Cette remarque spécifique sur la courbure de production quotidienne de mélatonine est une référence temporelle importante pour la gestion correcte de l'hormone aux patients. Selon le temps à l'où elle est administrée - toujours utilisant le DLMO comme guide - la mélatonine exogène peut avancer, retarder ou ne pas exercer aucun effet sur le calage des rythmes circadiens endogènes.

Puisque la procédure pour déterminer DLMO n'est type pas faisable dans la pratique clinique quotidienne, une approche plus pratique est de prendre le temps à l'où le patient va habituellement dormir la nuit comme référence pour le calage de la gestion de mélatonine.

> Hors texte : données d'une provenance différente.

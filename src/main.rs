use crossterm::{
    event::{self, Event, KeyCode, KeyEvent, KeyModifiers},
    execute,
    terminal::{disable_raw_mode, enable_raw_mode, EnterAlternateScreen, LeaveAlternateScreen},
};
use log::info;
use rand::Rng;
use ratatui::{prelude::*, widgets::*};
use simplelog::{Config, LevelFilter, WriteLogger};
use std::collections::VecDeque;
use std::fs::File;
use std::io;
use std::thread;
use std::time::{Duration, Instant};

const GRID_WIDTH: u16 = 32;
const GRID_HEIGHT: u16 = 24;
// One grid cell spans two terminal columns to compensate for the
// character cell aspect ratio.
const CELL_COLS: u16 = 2;
const TICK_RATE: Duration = Duration::from_millis(100);

const BACKGROUND_COLOR: Color = Color::Black;
const BORDER_COLOR: Color = Color::Rgb(93, 216, 228);
const FOOD_COLOR: Color = Color::Rgb(255, 0, 0);
const SNAKE_COLOR: Color = Color::Rgb(0, 255, 0);

const CENTER: Cell = Cell {
    x: GRID_WIDTH / 2,
    y: GRID_HEIGHT / 2,
};

const LOG_FILE: &str = "zmeyka.log";

fn main() -> Result<(), io::Error> {
    // Set up logging before anything else
    WriteLogger::init(
        LevelFilter::Info,
        Config::default(),
        File::create(LOG_FILE)?,
    )
    .expect("Failed to initialize logger");

    info!("Starting zmeyka");

    // Setup terminal
    enable_raw_mode()?;
    let mut stdout = io::stdout();
    execute!(stdout, EnterAlternateScreen)?;
    let backend = CrosstermBackend::new(stdout);
    let terminal = Terminal::new(backend)?;

    let mut surface = TermSurface::new(terminal);
    let result = run(&mut surface);

    // Cleanup terminal
    disable_raw_mode()?;
    let terminal = surface.terminal_mut();
    execute!(terminal.backend_mut(), LeaveAlternateScreen)?;
    terminal.show_cursor()?;

    info!("Clean shutdown");
    result
}

fn run(surface: &mut TermSurface) -> io::Result<()> {
    let mut rng = rand::thread_rng();
    let mut ticker = Ticker::new(TICK_RATE);
    let mut game = Game::new(&mut rng);

    loop {
        ticker.wait();

        for input in poll_input()? {
            match input {
                InputEvent::Quit => {
                    info!("Quit requested");
                    return Ok(());
                }
                InputEvent::Turn(dir) => game.steer(dir),
            }
        }

        game.tick(surface, &mut rng);
        surface.present()?;
    }
}

#[derive(Clone, Copy, Debug, PartialEq, Eq)]
enum Direction {
    Up,
    Down,
    Left,
    Right,
}

const DIRECTIONS: [Direction; 4] = [
    Direction::Up,
    Direction::Down,
    Direction::Left,
    Direction::Right,
];

impl Direction {
    fn opposite(&self) -> Direction {
        match self {
            Direction::Up => Direction::Down,
            Direction::Down => Direction::Up,
            Direction::Left => Direction::Right,
            Direction::Right => Direction::Left,
        }
    }

    fn offset(&self) -> (i32, i32) {
        match self {
            Direction::Up => (0, -1),
            Direction::Down => (0, 1),
            Direction::Left => (-1, 0),
            Direction::Right => (1, 0),
        }
    }
}

#[derive(Clone, Copy, Debug, PartialEq, Eq)]
struct Cell {
    x: u16,
    y: u16,
}

impl Cell {
    // Toroidal topology: leaving one edge re-enters from the opposite edge.
    fn step(&self, dir: Direction) -> Cell {
        let (dx, dy) = dir.offset();
        Cell {
            x: (self.x as i32 + dx).rem_euclid(GRID_WIDTH as i32) as u16,
            y: (self.y as i32 + dy).rem_euclid(GRID_HEIGHT as i32) as u16,
        }
    }
}

fn all_cells() -> impl Iterator<Item = Cell> {
    (0..GRID_HEIGHT).flat_map(|y| (0..GRID_WIDTH).map(move |x| Cell { x, y }))
}

fn cell_index(cell: Cell) -> usize {
    cell.y as usize * GRID_WIDTH as usize + cell.x as usize
}

// Terminal footprint of one grid cell inside the board area.
fn cell_rect(cell: Cell, area: Rect) -> Rect {
    Rect {
        x: area.x + cell.x * CELL_COLS,
        y: area.y + cell.y,
        width: CELL_COLS,
        height: 1,
    }
}

#[derive(Debug)]
struct Snake {
    body: VecDeque<Cell>,
    length: usize,
    direction: Direction,
    pending: Option<Direction>,
    removed_tail: Option<Cell>,
}

impl Snake {
    fn new() -> Self {
        Snake {
            body: VecDeque::from([CENTER]),
            length: 1,
            direction: Direction::Right,
            pending: None,
            removed_tail: None,
        }
    }

    fn head(&self) -> Cell {
        self.body[0]
    }

    fn body_without_head(&self) -> impl Iterator<Item = &Cell> {
        self.body.iter().skip(1)
    }

    fn set_pending_direction(&mut self, dir: Direction) {
        // A single keypress must not reverse the snake into itself.
        if dir != self.direction.opposite() {
            self.pending = Some(dir);
        }
    }

    fn advance(&mut self) {
        if let Some(dir) = self.pending.take() {
            self.direction = dir;
        }

        let new_head = self.head().step(self.direction);
        self.body.push_front(new_head);

        // Trim to the target length; the vacated cell is kept around
        // so the renderer can erase it.
        if self.body.len() > self.length {
            self.removed_tail = self.body.pop_back();
        } else {
            self.removed_tail = None;
        }
    }

    fn grow(&mut self) {
        self.length += 1;
        // Duplicate the tail so the body stays contiguous until the
        // next advance stretches it out.
        if let Some(&tail) = self.body.back() {
            self.body.push_back(tail);
        }
    }

    fn hit_itself(&self) -> bool {
        // A freshly grown two-segment snake carries a duplicated tail
        // cell that may transiently coincide with the head.
        self.body.len() > 2 && self.body_without_head().any(|&cell| cell == self.head())
    }

    fn reset(&mut self, rng: &mut impl Rng) {
        self.length = 1;
        self.body.clear();
        self.body.push_front(CENTER);
        self.direction = DIRECTIONS[rng.gen_range(0..DIRECTIONS.len())];
        self.pending = None;
        self.removed_tail = None;
    }
}

#[derive(Debug)]
struct Food {
    cell: Cell,
}

impl Food {
    fn spawn(occupied: &VecDeque<Cell>, rng: &mut impl Rng) -> Self {
        let mut food = Food { cell: CENTER };
        food.relocate(occupied, rng);
        food
    }

    fn relocate(&mut self, occupied: &VecDeque<Cell>, rng: &mut impl Rng) {
        let free: Vec<Cell> = all_cells().filter(|cell| !occupied.contains(cell)).collect();
        assert!(!free.is_empty(), "board exhausted: no free cell for food");
        self.cell = free[rng.gen_range(0..free.len())];
    }
}

struct Game {
    snake: Snake,
    food: Food,
}

impl Game {
    fn new(rng: &mut impl Rng) -> Self {
        let snake = Snake::new();
        let food = Food::spawn(&snake.body, rng);
        Game { snake, food }
    }

    fn steer(&mut self, dir: Direction) {
        self.snake.set_pending_direction(dir);
    }

    // One fixed-cadence update. Eating and collision are evaluated
    // against the head's current resting cell, before it moves.
    fn tick(&mut self, surface: &mut impl Surface, rng: &mut impl Rng) {
        if self.food.cell == self.snake.head() {
            self.snake.grow();
            self.food.relocate(&self.snake.body, rng);
        }

        if self.snake.hit_itself() {
            info!(
                "Self-collision at {:?} with length {}, resetting",
                self.snake.head(),
                self.snake.length
            );
            self.snake.reset(rng);
            surface.clear_background();
        }

        surface.draw_cell(self.food.cell, FOOD_COLOR);
        surface.draw_cell(self.snake.head(), SNAKE_COLOR);
        if let Some(tail) = self.snake.removed_tail {
            surface.erase_cell(tail);
        }

        self.snake.advance();
    }
}

#[derive(Debug, PartialEq, Eq)]
enum InputEvent {
    Quit,
    Turn(Direction),
}

fn poll_input() -> io::Result<Vec<InputEvent>> {
    let mut inputs = Vec::new();

    while event::poll(Duration::ZERO)? {
        if let Event::Key(key) = event::read()? {
            if let Some(input) = translate_key(key) {
                inputs.push(input);
            }
        }
    }

    Ok(inputs)
}

fn translate_key(key: KeyEvent) -> Option<InputEvent> {
    if key.code == KeyCode::Char('c') && key.modifiers.contains(KeyModifiers::CONTROL) {
        return Some(InputEvent::Quit);
    }

    match key.code {
        KeyCode::Char('q') | KeyCode::Esc => Some(InputEvent::Quit),
        KeyCode::Up | KeyCode::Char('w') => Some(InputEvent::Turn(Direction::Up)),
        KeyCode::Down | KeyCode::Char('s') => Some(InputEvent::Turn(Direction::Down)),
        KeyCode::Left | KeyCode::Char('a') => Some(InputEvent::Turn(Direction::Left)),
        KeyCode::Right | KeyCode::Char('d') => Some(InputEvent::Turn(Direction::Right)),
        _ => None,
    }
}

struct Ticker {
    rate: Duration,
    last: Instant,
}

impl Ticker {
    fn new(rate: Duration) -> Self {
        Ticker {
            rate,
            last: Instant::now(),
        }
    }

    fn wait(&mut self) {
        let elapsed = self.last.elapsed();
        if elapsed < self.rate {
            thread::sleep(self.rate - elapsed);
        }
        self.last = Instant::now();
    }
}

trait Surface {
    fn draw_cell(&mut self, cell: Cell, fill: Color);
    fn erase_cell(&mut self, cell: Cell);
    fn clear_background(&mut self);
    fn present(&mut self) -> io::Result<()>;
}

// Retained grid of painted cells, flipped to the terminal on present.
#[derive(Debug)]
struct Board {
    cells: Vec<Option<Color>>,
}

impl Board {
    fn new() -> Self {
        Board {
            cells: vec![None; GRID_WIDTH as usize * GRID_HEIGHT as usize],
        }
    }

    fn paint(&mut self, cell: Cell, fill: Option<Color>) {
        self.cells[cell_index(cell)] = fill;
    }

    fn clear(&mut self) {
        self.cells.fill(None);
    }
}

impl Widget for &Board {
    fn render(self, area: Rect, buf: &mut Buffer) {
        for y in 0..GRID_HEIGHT {
            for x in 0..GRID_WIDTH {
                let cell = Cell { x, y };
                let Some(fill) = self.cells[cell_index(cell)] else {
                    continue;
                };

                let rect = cell_rect(cell, area).intersection(area);
                for row in rect.top()..rect.bottom() {
                    for col in rect.left()..rect.right() {
                        // Left-edge accent stripe stands in for the
                        // one-pixel cell border.
                        let symbol = if col == rect.left() { "▎" } else { " " };
                        buf[(col, row)]
                            .set_symbol(symbol)
                            .set_fg(BORDER_COLOR)
                            .set_bg(fill);
                    }
                }
            }
        }
    }
}

struct TermSurface {
    terminal: Terminal<CrosstermBackend<io::Stdout>>,
    board: Board,
}

impl TermSurface {
    fn new(terminal: Terminal<CrosstermBackend<io::Stdout>>) -> Self {
        TermSurface {
            terminal,
            board: Board::new(),
        }
    }

    fn terminal_mut(&mut self) -> &mut Terminal<CrosstermBackend<io::Stdout>> {
        &mut self.terminal
    }
}

// Board block centered in the frame, with room for its borders.
fn board_area(frame_area: Rect) -> Rect {
    let width = (GRID_WIDTH * CELL_COLS + 2).min(frame_area.width);
    let height = (GRID_HEIGHT + 2).min(frame_area.height);
    Rect {
        x: frame_area.x + (frame_area.width - width) / 2,
        y: frame_area.y + (frame_area.height - height) / 2,
        width,
        height,
    }
}

impl Surface for TermSurface {
    fn draw_cell(&mut self, cell: Cell, fill: Color) {
        self.board.paint(cell, Some(fill));
    }

    fn erase_cell(&mut self, cell: Cell) {
        self.board.paint(cell, None);
    }

    fn clear_background(&mut self) {
        self.board.clear();
    }

    fn present(&mut self) -> io::Result<()> {
        let Self { terminal, board } = self;
        terminal.draw(|frame| {
            let area = board_area(frame.area());
            let block = Block::default()
                .title("Zmeyka")
                .borders(Borders::ALL)
                .border_style(Style::default().fg(BORDER_COLOR))
                .style(Style::default().bg(BACKGROUND_COLOR));
            let inner = block.inner(area);

            frame.render_widget(block, area);
            frame.render_widget(&*board, inner);
        })?;
        Ok(())
    }
}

Selon les auteurs, la plupart des formulations orales ont besoin d'approximativement 45 mn à une heure pour devenir bioavailable, ainsi une dose devrait être prise environ une heure avant l'heure du coucher rapportée habituelle. Vu que la mélatonine est un rupteur d'allumage puissant de la physiologie de l'organisme, elle devrait être prise strictement en même temps chaque jour.

La dose est un autre point clé à discuter. Il n'y a aucun accord dans la littérature sur cette question. En moyenne, le plasma nivelle dans les jeunes gens qui prennent 0.1-0.3 milligramme atteindront 100-200 picograms par millilitre (pg/ml), équivalent à la gamme physiologique normale prévue, alors que 1 gramme aura probablement comme conséquence des niveaux de plasma de 500-600 pg/ml, qui est beaucoup plus élevé que la gamme physiologique.

En leur résumé concluant, les auteurs notent que les précautions suivantes devraient être prises en compte dans le traitement de mélatonine : l'administration chronique devrait être limitée à la nuit, le temps devrait être soigneusement choisi selon l'effet souhaité, et la dose et la formulation devraient être individuellement adaptées pour établir un profil de mélatonine de sang qui imite l'idéal physiologique, finissant par début de la matinée.